Театр — это прежде всего обмен энергиями. Ты — и зритель. Беру и даю. Главное — не перекрыть канал подключения. Всегда чувствуется, ты подключен или нет. У Богомолова я была подключена. В конце концов, в театре именно это самое главное: не красота, не текст, даже не смысл, а есть электричество или нет его.

17.

Мне один человек недавно сказал: «Иди туда, куда зовут. Не отказывайся». Наверное, так и надо. Я пошла на один кастинг, прочитала там фрагмент из своего спектакля, а режиссер мне говорит: «А что-нибудь человеческое можете показать?»

18.

Меня же учили системе Станиславского: задача, действие.

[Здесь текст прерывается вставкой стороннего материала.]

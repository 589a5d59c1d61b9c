// Swapchain - Window presentation
//
// Negotiates format, present mode, extent and image count with the surface.
// Resizing always destroys and rebuilds the whole chain.

use anyhow::{Context, Result};
use ash::vk;
use std::sync::Arc;

use super::device::QueueFamilies;
use super::image::Image;
use super::VulkanDevice;
use crate::error::FrameError;

/// Result of acquiring the next swapchain image
#[derive(Debug, Clone, Copy, PartialEq, Eq)]
pub enum AcquireOutcome {
    Ready { image_index: u32, suboptimal: bool },
    OutOfDate,
}

/// Result of presenting an image
#[derive(Debug, Clone, Copy, PartialEq, Eq)]
pub enum PresentOutcome {
    Presented,
    Suboptimal,
    OutOfDate,
}

/// Prefer B8G8R8A8_SRGB / SRGB_NONLINEAR, otherwise whatever the surface lists first
pub fn choose_surface_format(formats: &[vk::SurfaceFormatKHR]) -> Option<vk::SurfaceFormatKHR> {
    formats
        .iter()
        .find(|f| {
            f.format == vk::Format::B8G8R8A8_SRGB
                && f.color_space == vk::ColorSpaceKHR::SRGB_NONLINEAR
        })
        .or_else(|| formats.first())
        .copied()
}

/// `preferred` when supported, otherwise FIFO (always available)
pub fn choose_present_mode(
    available: &[vk::PresentModeKHR],
    preferred: vk::PresentModeKHR,
) -> vk::PresentModeKHR {
    if available.contains(&preferred) {
        preferred
    } else {
        vk::PresentModeKHR::FIFO
    }
}

/// The surface's current extent when defined, else the window size clamped to the surface bounds
pub fn choose_extent(caps: &vk::SurfaceCapabilitiesKHR, width: u32, height: u32) -> vk::Extent2D {
    if caps.current_extent.width != u32::MAX {
        return caps.current_extent;
    }

    vk::Extent2D {
        width: width.clamp(caps.min_image_extent.width, caps.max_image_extent.width),
        height: height.clamp(caps.min_image_extent.height, caps.max_image_extent.height),
    }
}

/// One more than the minimum, capped by the maximum (0 means unbounded)
pub fn choose_image_count(caps: &vk::SurfaceCapabilitiesKHR) -> u32 {
    let count = caps.min_image_count + 1;
    if caps.max_image_count > 0 {
        count.min(caps.max_image_count)
    } else {
        count
    }
}

/// Concurrent sharing only when graphics and present live on different families
pub fn sharing_mode(families: &QueueFamilies) -> (vk::SharingMode, Vec<u32>) {
    if families.is_shared() {
        (vk::SharingMode::EXCLUSIVE, Vec::new())
    } else {
        (vk::SharingMode::CONCURRENT, families.unique())
    }
}

pub struct Swapchain {
    pub swapchain: vk::SwapchainKHR,
    pub swapchain_loader: ash::khr::swapchain::Device,
    pub images: Vec<Image>,
    pub image_views: Vec<vk::ImageView>,
    pub format: vk::Format,
    pub extent: vk::Extent2D,
    present_mode: vk::PresentModeKHR,
    preferred_present_mode: vk::PresentModeKHR,
    device: Arc<VulkanDevice>,
}

impl Swapchain {
    pub fn new(
        device: Arc<VulkanDevice>,
        width: u32,
        height: u32,
        preferred_present_mode: vk::PresentModeKHR,
    ) -> Result<Self> {
        let swapchain_loader = ash::khr::swapchain::Device::new(&device.instance, &device.device);

        let mut swapchain = Self {
            swapchain: vk::SwapchainKHR::null(),
            swapchain_loader,
            images: Vec::new(),
            image_views: Vec::new(),
            format: vk::Format::UNDEFINED,
            extent: vk::Extent2D::default(),
            present_mode: vk::PresentModeKHR::FIFO,
            preferred_present_mode,
            device,
        };
        swapchain.create(width, height)?;
        Ok(swapchain)
    }

    fn create(&mut self, width: u32, height: u32) -> Result<()> {
        let device = &self.device;

        let surface_caps = unsafe {
            device
                .surface_loader
                .get_physical_device_surface_capabilities(device.physical_device, device.surface)
        }
        .context("Failed to query surface capabilities")?;

        let formats = unsafe {
            device
                .surface_loader
                .get_physical_device_surface_formats(device.physical_device, device.surface)
        }
        .context("Failed to query surface formats")?;

        let present_modes = unsafe {
            device
                .surface_loader
                .get_physical_device_surface_present_modes(device.physical_device, device.surface)
        }
        .context("Failed to query present modes")?;

        let surface_format = choose_surface_format(&formats)
            .ok_or_else(|| FrameError::UnsupportedFormat(Vec::new()))
            .context("Surface reports no formats")?;
        let present_mode = choose_present_mode(&present_modes, self.preferred_present_mode);
        let extent = choose_extent(&surface_caps, width, height);
        let image_count = choose_image_count(&surface_caps);
        let (sharing, family_indices) = sharing_mode(&device.queue_families);

        log::info!(
            "Creating swapchain: {}x{}, {:?}, {} images",
            extent.width,
            extent.height,
            present_mode,
            image_count
        );

        let create_info = vk::SwapchainCreateInfoKHR::default()
            .surface(device.surface)
            .min_image_count(image_count)
            .image_format(surface_format.format)
            .image_color_space(surface_format.color_space)
            .image_extent(extent)
            .image_array_layers(1)
            .image_usage(vk::ImageUsageFlags::COLOR_ATTACHMENT)
            .image_sharing_mode(sharing)
            .queue_family_indices(&family_indices)
            .pre_transform(surface_caps.current_transform)
            .composite_alpha(vk::CompositeAlphaFlagsKHR::OPAQUE)
            .present_mode(present_mode)
            .clipped(true);

        let swapchain = unsafe { self.swapchain_loader.create_swapchain(&create_info, None) }
            .context("Failed to create swapchain")?;

        let handles = unsafe { self.swapchain_loader.get_swapchain_images(swapchain) }
            .context("Failed to get swapchain images")?;

        self.swapchain = swapchain;
        self.format = surface_format.format;
        self.extent = extent;
        self.present_mode = present_mode;
        self.images = handles
            .into_iter()
            .map(|handle| Image::from_swapchain(handle, surface_format.format, extent))
            .collect();

        for image in &self.images {
            let view = image.create_view(device, vk::ImageAspectFlags::COLOR)?;
            self.image_views.push(view);
        }

        log::debug!("Created swapchain with {} images", self.images.len());
        Ok(())
    }

    fn destroy(&mut self) {
        unsafe {
            for view in self.image_views.drain(..) {
                self.device.device.destroy_image_view(view, None);
            }
            self.images.clear();
            if self.swapchain != vk::SwapchainKHR::null() {
                self.swapchain_loader.destroy_swapchain(self.swapchain, None);
                self.swapchain = vk::SwapchainKHR::null();
            }
        }
    }

    /// Wait for the device, destroy the chain and build a new one for `width`x`height`
    pub fn recreate(&mut self, width: u32, height: u32) -> Result<()> {
        self.device.wait_idle()?;
        self.destroy();
        self.create(width, height)
    }

    /// Acquire next image for rendering
    pub fn acquire_next_image(&self, semaphore: vk::Semaphore) -> Result<AcquireOutcome> {
        let result = unsafe {
            self.swapchain_loader.acquire_next_image(
                self.swapchain,
                u64::MAX,
                semaphore,
                vk::Fence::null(),
            )
        };

        match result {
            Ok((image_index, suboptimal)) => Ok(AcquireOutcome::Ready {
                image_index,
                suboptimal,
            }),
            Err(vk::Result::ERROR_OUT_OF_DATE_KHR) => Ok(AcquireOutcome::OutOfDate),
            Err(e) => Err(FrameError::Surface(e)).context("Failed to acquire swapchain image"),
        }
    }

    /// Present rendered image to screen
    pub fn present(
        &self,
        queue: vk::Queue,
        image_index: u32,
        wait_semaphores: &[vk::Semaphore],
    ) -> Result<PresentOutcome> {
        let swapchains = [self.swapchain];
        let image_indices = [image_index];

        let present_info = vk::PresentInfoKHR::default()
            .wait_semaphores(wait_semaphores)
            .swapchains(&swapchains)
            .image_indices(&image_indices);

        let result = unsafe { self.swapchain_loader.queue_present(queue, &present_info) };

        match result {
            Ok(false) => Ok(PresentOutcome::Presented),
            Ok(true) => Ok(PresentOutcome::Suboptimal),
            Err(vk::Result::ERROR_OUT_OF_DATE_KHR) => Ok(PresentOutcome::OutOfDate),
            Err(e) => Err(FrameError::Surface(e)).context("Failed to present swapchain image"),
        }
    }

    pub fn image_count(&self) -> usize {
        self.images.len()
    }

    pub fn present_mode(&self) -> vk::PresentModeKHR {
        self.present_mode
    }
}

impl Drop for Swapchain {
    fn drop(&mut self) {
        self.destroy();
    }
}

#[cfg(test)]
mod tests {
    use super::*;

    fn caps(current: (u32, u32), min: (u32, u32), max: (u32, u32)) -> vk::SurfaceCapabilitiesKHR {
        vk::SurfaceCapabilitiesKHR {
            current_extent: vk::Extent2D {
                width: current.0,
                height: current.1,
            },
            min_image_extent: vk::Extent2D {
                width: min.0,
                height: min.1,
            },
            max_image_extent: vk::Extent2D {
                width: max.0,
                height: max.1,
            },
            min_image_count: 2,
            ..Default::default()
        }
    }

    #[test]
    fn defined_current_extent_is_used_verbatim() {
        let caps = caps((800, 600), (1, 1), (400, 400));
        let extent = choose_extent(&caps, 1920, 1080);
        assert_eq!((extent.width, extent.height), (800, 600));
    }

    #[test]
    fn undefined_extent_is_clamped() {
        let caps = caps((u32::MAX, u32::MAX), (64, 64), (1024, 768));

        for (w, h) in [(1, 1), (500, 500), (4000, 4000), (10, 2000)] {
            let extent = choose_extent(&caps, w, h);
            assert!((64..=1024).contains(&extent.width));
            assert!((64..=768).contains(&extent.height));
        }

        let inside = choose_extent(&caps, 500, 300);
        assert_eq!((inside.width, inside.height), (500, 300));
        let outside = choose_extent(&caps, 4000, 10);
        assert_eq!((outside.width, outside.height), (1024, 64));
    }

    #[test]
    fn unbounded_max_image_count() {
        let mut caps = caps((800, 600), (1, 1), (800, 600));
        caps.min_image_count = 2;
        caps.max_image_count = 0;
        assert_eq!(choose_image_count(&caps), 3);

        caps.max_image_count = 2;
        assert_eq!(choose_image_count(&caps), 2);
    }

    #[test]
    fn srgb_format_preferred() {
        let unorm = vk::SurfaceFormatKHR {
            format: vk::Format::B8G8R8A8_UNORM,
            color_space: vk::ColorSpaceKHR::SRGB_NONLINEAR,
        };
        let srgb = vk::SurfaceFormatKHR {
            format: vk::Format::B8G8R8A8_SRGB,
            color_space: vk::ColorSpaceKHR::SRGB_NONLINEAR,
        };

        assert_eq!(choose_surface_format(&[unorm, srgb]).unwrap().format, srgb.format);
        assert_eq!(choose_surface_format(&[unorm]).unwrap().format, unorm.format);
        assert!(choose_surface_format(&[]).is_none());
    }

    #[test]
    fn present_mode_falls_back_to_fifo() {
        let available = [vk::PresentModeKHR::FIFO, vk::PresentModeKHR::IMMEDIATE];
        assert_eq!(
            choose_present_mode(&available, vk::PresentModeKHR::IMMEDIATE),
            vk::PresentModeKHR::IMMEDIATE
        );
        assert_eq!(
            choose_present_mode(&available, vk::PresentModeKHR::MAILBOX),
            vk::PresentModeKHR::FIFO
        );
    }

    #[test]
    fn sharing_mode_follows_queue_families() {
        let shared = QueueFamilies {
            graphics: 0,
            present: 0,
        };
        assert_eq!(sharing_mode(&shared), (vk::SharingMode::EXCLUSIVE, vec![]));

        let split = QueueFamilies {
            graphics: 0,
            present: 2,
        };
        assert_eq!(sharing_mode(&split), (vk::SharingMode::CONCURRENT, vec![0, 2]));
    }
}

Мне все это немного головным кажется, слишком теоретическим. Вот у Васильева прекрасная максима: вы сами должны действие найти, сами должны его обнаружить, не пытаться его инспирировать. Это за столом не обнаружить. Мне всегда было трудно эти застольные наработки тащить на сцену, это всегда казалось искусственным. Поэтому я с первого курса увлекалась Михаилом Чеховым: это было и удобней и конкретней. Ночами посылала психологические жесты, искала центр тела и задавала вопросы к образу. Несколько раз у меня так получались роли: просто брала книжку Чехова и находила то, что мне нужно. Мне так было проще: работа доставляла удовольствие, включался весь организм, а не только голова. Если слишком много препятствий на пути к роли, пропадает элемент игры, а без него нельзя. Он должен быть. Когда возникает игра, ты перестаешь стесняться, не боишься быть глупым, ты становишься свободным человеком. Театр — это взрослая игра.

19.

У меня с юности есть нелепая мечта получить «Оскара». Именно «Оскара». Не знаю почему. А еще я занимаюсь дайвингом. Давно. Страшно? Сначала было страшно, а теперь я уже привыкла погружаться.